津軽と漆塗り


・津軽塗の歴史と池田源兵衛

津軽塗の歴史は裕に三百年を超えると言われ、その元を作ったの
は四代目藩主、津軽信政であると言われています。

11歳で家督を継いだ信政は、伯父の後見を受けながら山鹿素行
や吉川惟足の師事を受けて成長し、幼かった頃から聡明だった信
政は、藩の産業や文化の活性化を図るべく、諸国から技術者を呼
び寄せます。

この時呼び寄せられた技術者の中に、池田源兵衛が居ました。

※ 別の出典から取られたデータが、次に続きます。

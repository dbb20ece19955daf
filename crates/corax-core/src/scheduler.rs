//! Cooperative task queue.
//!
//! The stack core is single-threaded: "asynchronous" work is deferred onto
//! this queue and run later on the same control thread, never on another OS
//! thread. That keeps every mutation of a [`Stack`](crate::stack::Stack)
//! confined to one thread with no locking, while still giving callers a
//! uniform callback contract — a completion that is already known never runs
//! inline inside the call that requested it.
//!
//! Tests drive the queue explicitly with [`TaskQueue::run_until_idle`]; an
//! embedding debugger pumps it from its main loop.

use std::cell::RefCell;
use std::collections::VecDeque;
use std::rc::Rc;

type Task = Box<dyn FnOnce()>;

/// Handle to a single-threaded deferred-task queue.
///
/// Cheap to clone; all clones share the same queue.
#[derive(Clone, Default)]
pub struct TaskQueue
{
    tasks: Rc<RefCell<VecDeque<Task>>>,
}

impl TaskQueue
{
    /// Create an empty queue.
    #[must_use]
    pub fn new() -> Self
    {
        Self::default()
    }

    /// Append a task to run on the next [`run_until_idle`](Self::run_until_idle).
    pub fn post(&self, task: impl FnOnce() + 'static)
    {
        self.tasks.borrow_mut().push_back(Box::new(task));
    }

    /// Run queued tasks in posting order until the queue is empty.
    ///
    /// Tasks may post further tasks; those run within the same call.
    pub fn run_until_idle(&self)
    {
        loop {
            // Release the borrow before running the task so it can post.
            let task = self.tasks.borrow_mut().pop_front();
            match task {
                Some(task) => task(),
                None => break,
            }
        }
    }

    /// Whether nothing is currently queued.
    #[must_use]
    pub fn is_idle(&self) -> bool
    {
        self.tasks.borrow().is_empty()
    }
}
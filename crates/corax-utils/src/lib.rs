//! # Corax Utilities
//!
//! Shared utilities, logging, and helpers for the Corax workspace.
//!
//! This crate provides common functionality used across the Corax crates,
//! most importantly logging infrastructure built on `tracing`. The stack
//! core (`corax-core`) emits structured events; this crate decides where
//! they go and what they look like.

pub mod logging;

// Re-export commonly used logging functions for convenience
pub use logging::{init_logging, init_logging_with_level, LogFormat, LogLevel, LoggingError};
pub use tracing::{debug, error, info, trace, warn};
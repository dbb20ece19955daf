//! Thread identity.

/// Identifier for a thread in the debugged target
///
/// A `Stack` is owned by exactly one target thread; frames carry this id as a
/// non-owning back-reference so consumers can tell which thread a frame came
/// from without holding the thread object itself. The raw value is whatever
/// the agent or core-dump reader reports (Zircon koid, Linux TID, etc.).
#[derive(Debug, Clone, Copy, PartialEq, Eq, Hash)]
pub struct ThreadId(pub u64);

impl ThreadId
{
    /// Get the raw `u64` representation of the thread identifier
    pub fn raw(&self) -> u64
    {
        self.0
    }
}

impl From<u64> for ThreadId
{
    fn from(value: u64) -> Self
    {
        Self(value)
    }
}
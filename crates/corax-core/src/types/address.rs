//! Memory address type.

use std::fmt;
use std::ops::{Add, Sub};

/// Strongly typed memory address
///
/// This wrapper around `u64` provides type safety when working with memory
/// addresses. It prevents accidentally mixing addresses with other `u64` values
/// (like sizes, inline depths, or frame indices), which matters in this crate
/// because stack pointers and instruction pointers flow through the same code
/// paths as plain counters.
///
/// ## Example
///
/// ```rust
/// use corax_core::types::Address;
///
/// let addr = Address::from(0x1000);
/// let next_addr = addr + 0x100; // Add offset
/// assert_eq!(next_addr.value(), 0x1100);
/// ```
#[derive(Debug, Clone, Copy, PartialEq, Eq, PartialOrd, Ord, Hash)]
pub struct Address(u64);

impl Address
{
    /// The null address (0x0)
    ///
    /// Typically an invalid address; used as a sentinel or for initialization.
    pub const ZERO: Self = Address(0);

    /// Create a new address from a `u64` value
    ///
    /// This is equivalent to `Address::from(value)` but can be used in const contexts.
    pub const fn new(value: u64) -> Self
    {
        Address(value)
    }

    /// Get the raw `u64` value of this address
    pub const fn value(self) -> u64
    {
        self.0
    }

    /// Add an offset to this address, checking for overflow
    ///
    /// Returns `Some(new_address)` if the addition doesn't overflow, or `None` if it does.
    pub fn checked_add(self, offset: u64) -> Option<Self>
    {
        self.0.checked_add(offset).map(Address)
    }

    /// Subtract an offset from this address, checking for underflow
    ///
    /// Returns `Some(new_address)` if the subtraction doesn't underflow, or `None` if it does.
    pub fn checked_sub(self, offset: u64) -> Option<Self>
    {
        self.0.checked_sub(offset).map(Address)
    }
}

impl From<u64> for Address
{
    fn from(value: u64) -> Self
    {
        Address(value)
    }
}

impl From<Address> for u64
{
    fn from(address: Address) -> Self
    {
        address.0
    }
}

impl Add<u64> for Address
{
    type Output = Address;

    fn add(self, offset: u64) -> Address
    {
        Address(self.0 + offset)
    }
}

impl Sub<u64> for Address
{
    type Output = Address;

    fn sub(self, offset: u64) -> Address
    {
        Address(self.0 - offset)
    }
}

impl fmt::Display for Address
{
    fn fmt(&self, f: &mut fmt::Formatter<'_>) -> fmt::Result
    {
        write!(f, "0x{:x}", self.0)
    }
}

impl fmt::LowerHex for Address
{
    fn fmt(&self, f: &mut fmt::Formatter<'_>) -> fmt::Result
    {
        fmt::LowerHex::fmt(&self.0, f)
    }
}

池
田源兵衛は若狭の出身で、江戸の青梅太郎左衛門に師事してその
技法を学んでいたのですが、志も半ばにして病で亡くなってしま
います。その志を息子であった源太郎が継ぎ、技術だけでなく、
父の名も後世に残す事ができたのです。

彼が得た知識と技術は今も尚、津軽塗の伝統としてこの地にしっ
かりと息づいています。

・津軽塗の種類と伝統技法とは

津軽塗の技法は、ヒバ材に布を被せ、漆の液を何回も何回も重ね
て塗り、砥石で模様を研ぎだすというものです。その制作には2
か月もの時間を要するといいます。

津軽塗には唐塗・錦塗・ななこ塗・紋紗塗の4つの伝統技法を用
います。中でも、唐塗が一番一般的だと言われ、下地→斑模様(
漆)→乾燥(1週間)→模様付け(市松)→漆の重ね付け→研磨
(砥石、炭)→艶出し(漆)の工程で完成します。

錦塗はななこ塗の上に錦で模様をあしらったもので、図柄と色に
は決まりがあり、図柄は黒や緑等で古典唐草や卍などを合わせた
物を描き、色は金色に仕上げる決まりがあります。

ななこ塗は下地処理の後に菜種を蒔きつけ、乾いてからはぎ取っ
て小さな輪紋を付けた品のいい塗りで、砥石や炭で綺麗に輪紋を
研ぎだす為、高度な技術が必要とされています。

紋紗塗は玄人好みと言われ、下地の上に黒漆で筆書きし、模様を
付け、乾燥したらもみ殻炭粉を蒔いて砥石や炭で研ぎだします。

津軽塗は日本の伝統工芸品の指定も受けており、独特かつ優美な
様は、国内のみならず海外にも高く評価されています。